→ Material shown
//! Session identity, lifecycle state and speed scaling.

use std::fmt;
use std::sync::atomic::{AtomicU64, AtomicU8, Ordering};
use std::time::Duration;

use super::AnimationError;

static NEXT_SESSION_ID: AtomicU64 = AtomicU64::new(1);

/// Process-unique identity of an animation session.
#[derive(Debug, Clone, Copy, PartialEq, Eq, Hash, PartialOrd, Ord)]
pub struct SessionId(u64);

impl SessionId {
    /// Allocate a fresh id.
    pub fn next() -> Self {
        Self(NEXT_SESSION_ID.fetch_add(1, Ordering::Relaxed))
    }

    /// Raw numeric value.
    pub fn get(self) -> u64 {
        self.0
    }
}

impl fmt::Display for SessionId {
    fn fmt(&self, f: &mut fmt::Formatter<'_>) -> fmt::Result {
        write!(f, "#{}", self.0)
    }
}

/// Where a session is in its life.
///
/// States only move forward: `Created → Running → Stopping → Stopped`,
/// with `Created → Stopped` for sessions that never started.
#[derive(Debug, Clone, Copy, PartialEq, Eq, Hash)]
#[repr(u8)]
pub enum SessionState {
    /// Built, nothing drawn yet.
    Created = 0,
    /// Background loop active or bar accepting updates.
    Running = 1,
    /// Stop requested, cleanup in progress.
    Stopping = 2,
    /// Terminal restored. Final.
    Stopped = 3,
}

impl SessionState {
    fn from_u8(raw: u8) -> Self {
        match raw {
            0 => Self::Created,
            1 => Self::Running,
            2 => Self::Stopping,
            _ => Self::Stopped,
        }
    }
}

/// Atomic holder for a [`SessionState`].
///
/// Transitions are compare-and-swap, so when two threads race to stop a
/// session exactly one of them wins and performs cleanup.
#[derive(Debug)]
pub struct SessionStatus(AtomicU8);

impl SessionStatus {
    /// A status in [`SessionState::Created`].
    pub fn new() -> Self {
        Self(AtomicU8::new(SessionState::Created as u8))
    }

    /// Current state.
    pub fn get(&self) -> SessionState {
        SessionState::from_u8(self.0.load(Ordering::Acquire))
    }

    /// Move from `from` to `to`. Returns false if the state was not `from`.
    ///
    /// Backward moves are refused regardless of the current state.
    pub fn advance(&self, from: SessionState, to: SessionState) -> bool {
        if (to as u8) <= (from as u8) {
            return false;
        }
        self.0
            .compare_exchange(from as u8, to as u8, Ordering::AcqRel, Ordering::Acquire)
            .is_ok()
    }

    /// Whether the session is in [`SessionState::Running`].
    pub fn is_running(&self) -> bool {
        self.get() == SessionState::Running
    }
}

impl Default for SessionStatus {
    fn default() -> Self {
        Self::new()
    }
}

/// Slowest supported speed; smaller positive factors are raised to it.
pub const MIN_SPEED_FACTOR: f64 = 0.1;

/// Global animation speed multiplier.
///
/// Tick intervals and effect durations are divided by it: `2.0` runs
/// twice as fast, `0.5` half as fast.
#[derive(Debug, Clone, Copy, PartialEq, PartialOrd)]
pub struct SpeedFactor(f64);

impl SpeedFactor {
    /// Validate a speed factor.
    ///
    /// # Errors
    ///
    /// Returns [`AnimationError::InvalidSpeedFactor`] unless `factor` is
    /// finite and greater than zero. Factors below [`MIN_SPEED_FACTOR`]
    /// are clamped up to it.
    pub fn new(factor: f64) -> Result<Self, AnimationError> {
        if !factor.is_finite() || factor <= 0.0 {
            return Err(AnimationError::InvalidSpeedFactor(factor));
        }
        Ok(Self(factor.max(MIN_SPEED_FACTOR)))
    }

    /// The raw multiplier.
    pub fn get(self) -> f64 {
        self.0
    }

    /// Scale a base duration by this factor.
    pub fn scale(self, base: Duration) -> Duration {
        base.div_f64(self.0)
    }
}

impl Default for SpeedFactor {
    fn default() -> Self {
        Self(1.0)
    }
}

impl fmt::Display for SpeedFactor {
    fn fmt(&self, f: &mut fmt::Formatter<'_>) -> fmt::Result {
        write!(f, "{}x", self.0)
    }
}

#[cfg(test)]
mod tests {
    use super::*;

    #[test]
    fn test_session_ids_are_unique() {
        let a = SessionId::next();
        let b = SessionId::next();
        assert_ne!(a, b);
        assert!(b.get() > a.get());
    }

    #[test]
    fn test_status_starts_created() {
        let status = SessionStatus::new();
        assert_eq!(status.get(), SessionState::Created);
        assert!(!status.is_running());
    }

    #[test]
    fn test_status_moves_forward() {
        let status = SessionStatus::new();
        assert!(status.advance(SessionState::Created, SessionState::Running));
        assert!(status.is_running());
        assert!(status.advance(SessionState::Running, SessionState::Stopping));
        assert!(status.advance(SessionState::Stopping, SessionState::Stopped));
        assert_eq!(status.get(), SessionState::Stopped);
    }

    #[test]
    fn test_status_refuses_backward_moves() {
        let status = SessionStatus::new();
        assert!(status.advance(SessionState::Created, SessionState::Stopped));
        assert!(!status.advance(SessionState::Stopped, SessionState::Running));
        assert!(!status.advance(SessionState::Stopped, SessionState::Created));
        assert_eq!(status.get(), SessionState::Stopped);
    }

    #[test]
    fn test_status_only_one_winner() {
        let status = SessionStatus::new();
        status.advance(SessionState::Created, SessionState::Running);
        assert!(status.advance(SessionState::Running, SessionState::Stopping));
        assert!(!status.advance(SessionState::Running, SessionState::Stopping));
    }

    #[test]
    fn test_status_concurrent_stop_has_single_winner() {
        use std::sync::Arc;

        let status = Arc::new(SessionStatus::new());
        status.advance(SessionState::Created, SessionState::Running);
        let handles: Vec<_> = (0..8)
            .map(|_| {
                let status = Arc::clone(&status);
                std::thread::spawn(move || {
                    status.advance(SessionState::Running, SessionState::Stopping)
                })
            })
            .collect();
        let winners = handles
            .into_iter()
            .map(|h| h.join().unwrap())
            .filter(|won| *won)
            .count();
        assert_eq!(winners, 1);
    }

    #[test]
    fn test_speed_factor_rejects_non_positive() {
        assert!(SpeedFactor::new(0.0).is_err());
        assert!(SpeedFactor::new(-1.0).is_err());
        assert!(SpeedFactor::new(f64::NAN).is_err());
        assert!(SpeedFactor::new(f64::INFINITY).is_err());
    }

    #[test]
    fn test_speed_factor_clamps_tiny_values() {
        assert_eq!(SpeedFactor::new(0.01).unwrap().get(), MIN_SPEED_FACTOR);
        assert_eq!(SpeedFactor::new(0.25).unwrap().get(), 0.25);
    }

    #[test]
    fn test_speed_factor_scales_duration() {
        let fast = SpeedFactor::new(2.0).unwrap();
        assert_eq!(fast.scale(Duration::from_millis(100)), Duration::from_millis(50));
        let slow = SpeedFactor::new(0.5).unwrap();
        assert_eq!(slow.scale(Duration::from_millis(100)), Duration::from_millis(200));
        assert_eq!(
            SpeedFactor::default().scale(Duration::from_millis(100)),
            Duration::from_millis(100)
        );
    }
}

→ Problem
What lines in the listing include the string "PartialOrd"? Copy them out.

→ Solved exercise
#[derive(Debug, Clone, Copy, PartialEq, Eq, Hash, PartialOrd, Ord)]
#[derive(Debug, Clone, Copy, PartialEq, PartialOrd)]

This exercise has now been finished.